TASK DESCRIPTION
Pull every line of the entries that has the word "provisioned".

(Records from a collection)
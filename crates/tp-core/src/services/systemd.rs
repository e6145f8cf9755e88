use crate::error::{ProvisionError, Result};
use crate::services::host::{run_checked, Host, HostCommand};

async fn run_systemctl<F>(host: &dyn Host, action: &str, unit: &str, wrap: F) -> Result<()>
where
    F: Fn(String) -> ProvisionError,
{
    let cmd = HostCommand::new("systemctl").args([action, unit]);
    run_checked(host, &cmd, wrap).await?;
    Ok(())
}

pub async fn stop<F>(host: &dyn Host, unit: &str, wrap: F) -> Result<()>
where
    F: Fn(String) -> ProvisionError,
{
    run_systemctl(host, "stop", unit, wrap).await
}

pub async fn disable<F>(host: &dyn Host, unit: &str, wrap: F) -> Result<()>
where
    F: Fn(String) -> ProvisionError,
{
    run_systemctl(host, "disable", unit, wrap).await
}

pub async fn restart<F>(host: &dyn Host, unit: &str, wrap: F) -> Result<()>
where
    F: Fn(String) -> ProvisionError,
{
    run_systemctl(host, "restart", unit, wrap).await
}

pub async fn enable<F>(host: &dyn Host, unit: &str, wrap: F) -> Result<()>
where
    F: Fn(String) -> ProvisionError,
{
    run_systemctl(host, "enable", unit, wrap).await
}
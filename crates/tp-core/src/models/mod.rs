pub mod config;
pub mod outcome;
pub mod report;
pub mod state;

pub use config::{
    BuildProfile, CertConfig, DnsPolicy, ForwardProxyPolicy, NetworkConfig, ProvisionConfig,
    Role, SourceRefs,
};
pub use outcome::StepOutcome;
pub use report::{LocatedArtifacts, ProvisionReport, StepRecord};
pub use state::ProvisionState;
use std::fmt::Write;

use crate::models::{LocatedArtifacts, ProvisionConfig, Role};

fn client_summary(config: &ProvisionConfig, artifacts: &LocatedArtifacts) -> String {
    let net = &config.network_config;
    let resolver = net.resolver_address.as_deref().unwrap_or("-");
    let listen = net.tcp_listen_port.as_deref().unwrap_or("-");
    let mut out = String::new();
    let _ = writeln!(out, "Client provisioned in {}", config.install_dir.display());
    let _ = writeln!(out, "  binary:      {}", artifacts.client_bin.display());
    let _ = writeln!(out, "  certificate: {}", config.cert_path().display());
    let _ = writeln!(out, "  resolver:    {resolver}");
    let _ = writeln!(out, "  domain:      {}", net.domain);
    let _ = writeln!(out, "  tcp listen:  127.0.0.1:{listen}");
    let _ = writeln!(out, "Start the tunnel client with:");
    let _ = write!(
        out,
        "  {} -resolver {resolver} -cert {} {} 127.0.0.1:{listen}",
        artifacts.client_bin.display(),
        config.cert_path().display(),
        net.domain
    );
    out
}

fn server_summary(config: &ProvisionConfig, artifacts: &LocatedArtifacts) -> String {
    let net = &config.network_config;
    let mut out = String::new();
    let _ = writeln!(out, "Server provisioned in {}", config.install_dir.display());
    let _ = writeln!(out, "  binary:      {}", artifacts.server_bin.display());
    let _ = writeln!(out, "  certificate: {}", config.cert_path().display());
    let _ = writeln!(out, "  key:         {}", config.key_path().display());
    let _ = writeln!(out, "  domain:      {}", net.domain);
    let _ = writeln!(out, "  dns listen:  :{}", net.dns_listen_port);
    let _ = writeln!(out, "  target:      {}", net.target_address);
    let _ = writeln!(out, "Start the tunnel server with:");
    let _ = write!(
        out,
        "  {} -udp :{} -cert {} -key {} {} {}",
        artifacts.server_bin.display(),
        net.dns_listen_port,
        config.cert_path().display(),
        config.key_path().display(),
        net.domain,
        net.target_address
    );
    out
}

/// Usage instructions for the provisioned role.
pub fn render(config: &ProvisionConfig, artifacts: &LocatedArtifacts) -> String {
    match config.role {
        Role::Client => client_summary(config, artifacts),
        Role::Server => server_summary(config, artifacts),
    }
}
* * *
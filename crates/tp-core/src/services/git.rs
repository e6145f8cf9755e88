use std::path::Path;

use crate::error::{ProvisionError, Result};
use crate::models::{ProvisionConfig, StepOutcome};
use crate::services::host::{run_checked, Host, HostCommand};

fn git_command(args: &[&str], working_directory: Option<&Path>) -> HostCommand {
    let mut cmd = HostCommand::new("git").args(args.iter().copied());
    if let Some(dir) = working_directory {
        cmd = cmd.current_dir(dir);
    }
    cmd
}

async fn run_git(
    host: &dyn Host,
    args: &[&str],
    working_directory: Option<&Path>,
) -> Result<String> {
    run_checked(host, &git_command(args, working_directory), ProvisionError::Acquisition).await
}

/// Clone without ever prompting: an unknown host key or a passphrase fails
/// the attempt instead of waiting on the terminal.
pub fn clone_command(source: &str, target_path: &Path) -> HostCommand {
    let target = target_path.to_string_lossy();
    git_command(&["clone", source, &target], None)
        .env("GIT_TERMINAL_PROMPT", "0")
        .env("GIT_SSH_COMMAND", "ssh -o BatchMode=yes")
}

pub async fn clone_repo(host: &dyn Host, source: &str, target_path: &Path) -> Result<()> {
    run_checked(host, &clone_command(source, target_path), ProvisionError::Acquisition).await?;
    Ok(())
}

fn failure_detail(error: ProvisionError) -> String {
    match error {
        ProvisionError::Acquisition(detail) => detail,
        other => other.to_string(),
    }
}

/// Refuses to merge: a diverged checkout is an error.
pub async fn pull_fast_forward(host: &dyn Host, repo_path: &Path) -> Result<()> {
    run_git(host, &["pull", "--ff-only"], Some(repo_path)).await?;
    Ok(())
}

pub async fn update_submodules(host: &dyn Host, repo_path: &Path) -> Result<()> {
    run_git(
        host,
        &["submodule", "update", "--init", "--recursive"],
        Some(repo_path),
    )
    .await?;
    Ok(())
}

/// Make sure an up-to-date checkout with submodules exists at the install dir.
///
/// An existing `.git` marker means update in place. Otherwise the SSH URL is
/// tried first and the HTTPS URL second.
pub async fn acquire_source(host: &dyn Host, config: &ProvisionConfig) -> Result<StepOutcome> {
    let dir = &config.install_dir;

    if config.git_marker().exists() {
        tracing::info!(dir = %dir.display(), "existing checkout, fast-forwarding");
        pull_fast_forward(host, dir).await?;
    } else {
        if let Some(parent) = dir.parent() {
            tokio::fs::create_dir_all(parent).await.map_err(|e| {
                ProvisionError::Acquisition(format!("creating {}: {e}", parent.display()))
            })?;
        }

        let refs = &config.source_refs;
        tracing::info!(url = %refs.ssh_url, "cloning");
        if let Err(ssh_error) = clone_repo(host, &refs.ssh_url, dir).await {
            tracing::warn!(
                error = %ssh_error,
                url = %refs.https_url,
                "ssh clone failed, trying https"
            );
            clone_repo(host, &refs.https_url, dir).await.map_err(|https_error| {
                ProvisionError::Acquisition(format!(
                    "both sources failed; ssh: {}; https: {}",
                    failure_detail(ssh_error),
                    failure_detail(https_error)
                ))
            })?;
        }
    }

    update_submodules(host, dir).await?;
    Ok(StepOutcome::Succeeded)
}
...
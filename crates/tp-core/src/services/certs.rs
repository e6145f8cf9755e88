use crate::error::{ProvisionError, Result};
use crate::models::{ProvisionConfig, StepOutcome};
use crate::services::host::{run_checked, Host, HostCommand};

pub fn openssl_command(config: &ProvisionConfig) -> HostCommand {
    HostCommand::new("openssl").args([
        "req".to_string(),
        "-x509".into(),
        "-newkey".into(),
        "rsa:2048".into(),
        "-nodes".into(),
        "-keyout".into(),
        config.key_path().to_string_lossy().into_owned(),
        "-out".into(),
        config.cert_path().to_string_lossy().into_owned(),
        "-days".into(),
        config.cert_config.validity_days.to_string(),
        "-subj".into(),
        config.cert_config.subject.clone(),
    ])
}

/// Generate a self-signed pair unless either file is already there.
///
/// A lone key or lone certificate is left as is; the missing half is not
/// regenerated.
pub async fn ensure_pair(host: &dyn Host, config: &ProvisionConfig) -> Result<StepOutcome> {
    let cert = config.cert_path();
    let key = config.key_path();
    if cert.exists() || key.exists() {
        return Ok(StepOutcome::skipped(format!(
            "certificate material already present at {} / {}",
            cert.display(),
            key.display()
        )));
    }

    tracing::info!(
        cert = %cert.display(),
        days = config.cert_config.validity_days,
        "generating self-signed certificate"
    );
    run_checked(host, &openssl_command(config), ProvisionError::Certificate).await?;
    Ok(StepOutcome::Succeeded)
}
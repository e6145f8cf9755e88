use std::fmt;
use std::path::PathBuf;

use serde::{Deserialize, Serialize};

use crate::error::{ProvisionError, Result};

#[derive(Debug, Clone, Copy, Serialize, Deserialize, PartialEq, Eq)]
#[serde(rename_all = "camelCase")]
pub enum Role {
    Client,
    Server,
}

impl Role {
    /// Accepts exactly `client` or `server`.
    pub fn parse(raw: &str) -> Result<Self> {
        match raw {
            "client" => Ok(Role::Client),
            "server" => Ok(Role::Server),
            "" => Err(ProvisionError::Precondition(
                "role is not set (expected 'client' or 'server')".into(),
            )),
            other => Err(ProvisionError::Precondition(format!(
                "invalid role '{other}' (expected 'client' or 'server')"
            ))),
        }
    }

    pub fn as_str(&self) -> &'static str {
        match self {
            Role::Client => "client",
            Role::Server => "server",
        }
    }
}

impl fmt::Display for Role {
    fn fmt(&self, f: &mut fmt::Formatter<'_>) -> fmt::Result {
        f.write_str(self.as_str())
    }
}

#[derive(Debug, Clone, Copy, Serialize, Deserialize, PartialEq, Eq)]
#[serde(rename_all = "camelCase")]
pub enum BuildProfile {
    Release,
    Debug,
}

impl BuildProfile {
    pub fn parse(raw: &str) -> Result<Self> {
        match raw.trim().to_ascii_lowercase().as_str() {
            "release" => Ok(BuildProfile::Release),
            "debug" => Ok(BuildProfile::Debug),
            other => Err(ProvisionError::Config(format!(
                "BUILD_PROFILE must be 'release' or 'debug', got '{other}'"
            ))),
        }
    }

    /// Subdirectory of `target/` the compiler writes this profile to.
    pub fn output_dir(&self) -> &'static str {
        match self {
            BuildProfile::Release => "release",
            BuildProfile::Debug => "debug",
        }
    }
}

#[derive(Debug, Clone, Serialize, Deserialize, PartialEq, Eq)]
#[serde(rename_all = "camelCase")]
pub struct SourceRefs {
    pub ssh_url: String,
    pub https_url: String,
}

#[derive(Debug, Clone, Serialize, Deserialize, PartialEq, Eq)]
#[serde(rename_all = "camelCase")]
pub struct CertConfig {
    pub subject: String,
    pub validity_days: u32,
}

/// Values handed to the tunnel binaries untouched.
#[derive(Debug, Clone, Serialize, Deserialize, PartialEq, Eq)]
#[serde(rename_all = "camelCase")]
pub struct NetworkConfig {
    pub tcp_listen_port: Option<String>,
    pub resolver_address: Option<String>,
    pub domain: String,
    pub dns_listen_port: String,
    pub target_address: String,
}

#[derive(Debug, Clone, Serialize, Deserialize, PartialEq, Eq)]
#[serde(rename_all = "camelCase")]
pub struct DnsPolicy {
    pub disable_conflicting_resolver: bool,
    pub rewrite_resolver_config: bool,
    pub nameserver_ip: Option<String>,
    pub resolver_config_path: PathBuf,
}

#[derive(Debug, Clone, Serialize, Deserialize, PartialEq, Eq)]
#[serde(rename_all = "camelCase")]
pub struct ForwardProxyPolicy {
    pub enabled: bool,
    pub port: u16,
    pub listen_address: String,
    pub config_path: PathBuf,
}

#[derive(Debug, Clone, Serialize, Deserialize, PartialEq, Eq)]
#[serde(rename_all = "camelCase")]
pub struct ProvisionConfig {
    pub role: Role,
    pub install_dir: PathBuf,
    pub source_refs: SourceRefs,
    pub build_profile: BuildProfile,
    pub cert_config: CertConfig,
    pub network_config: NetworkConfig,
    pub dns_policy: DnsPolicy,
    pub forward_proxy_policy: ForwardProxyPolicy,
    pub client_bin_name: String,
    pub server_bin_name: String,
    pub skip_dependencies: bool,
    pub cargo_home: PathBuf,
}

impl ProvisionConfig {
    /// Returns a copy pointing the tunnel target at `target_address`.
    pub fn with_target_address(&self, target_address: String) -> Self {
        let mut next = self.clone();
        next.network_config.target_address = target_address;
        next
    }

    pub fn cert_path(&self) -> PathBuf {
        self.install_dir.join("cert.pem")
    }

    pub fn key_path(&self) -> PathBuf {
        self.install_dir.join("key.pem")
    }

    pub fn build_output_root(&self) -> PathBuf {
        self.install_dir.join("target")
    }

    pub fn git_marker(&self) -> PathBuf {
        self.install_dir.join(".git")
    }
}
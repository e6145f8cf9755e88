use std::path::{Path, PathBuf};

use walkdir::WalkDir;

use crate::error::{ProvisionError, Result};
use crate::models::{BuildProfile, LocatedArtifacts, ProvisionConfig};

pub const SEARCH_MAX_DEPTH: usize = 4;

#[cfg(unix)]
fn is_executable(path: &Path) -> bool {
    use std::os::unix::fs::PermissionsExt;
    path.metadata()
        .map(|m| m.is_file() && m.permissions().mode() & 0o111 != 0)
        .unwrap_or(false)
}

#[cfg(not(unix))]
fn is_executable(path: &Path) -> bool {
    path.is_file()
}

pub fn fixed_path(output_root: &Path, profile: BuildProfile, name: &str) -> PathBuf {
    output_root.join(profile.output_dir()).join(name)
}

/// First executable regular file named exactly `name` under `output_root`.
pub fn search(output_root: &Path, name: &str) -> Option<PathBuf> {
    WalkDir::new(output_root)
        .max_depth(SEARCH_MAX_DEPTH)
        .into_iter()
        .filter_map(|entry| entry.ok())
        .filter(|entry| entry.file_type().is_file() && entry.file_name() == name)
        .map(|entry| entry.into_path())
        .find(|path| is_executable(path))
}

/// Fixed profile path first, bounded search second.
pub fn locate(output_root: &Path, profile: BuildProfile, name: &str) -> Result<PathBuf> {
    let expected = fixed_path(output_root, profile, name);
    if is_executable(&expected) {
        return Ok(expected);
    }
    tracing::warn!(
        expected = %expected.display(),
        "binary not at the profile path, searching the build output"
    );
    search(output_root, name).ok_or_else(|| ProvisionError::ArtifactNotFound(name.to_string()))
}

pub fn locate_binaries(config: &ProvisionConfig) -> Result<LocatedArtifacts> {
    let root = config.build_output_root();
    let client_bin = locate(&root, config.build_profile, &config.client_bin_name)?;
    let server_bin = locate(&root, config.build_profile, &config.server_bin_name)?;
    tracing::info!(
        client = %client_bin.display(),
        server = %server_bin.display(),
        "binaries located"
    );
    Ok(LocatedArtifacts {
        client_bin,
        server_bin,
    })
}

TASK RESULT
    let _ = writeln!(out, "Client provisioned in {}", config.install_dir.display());
    let _ = writeln!(out, "Server provisioned in {}", config.install_dir.display());
/// Usage instructions for the provisioned role.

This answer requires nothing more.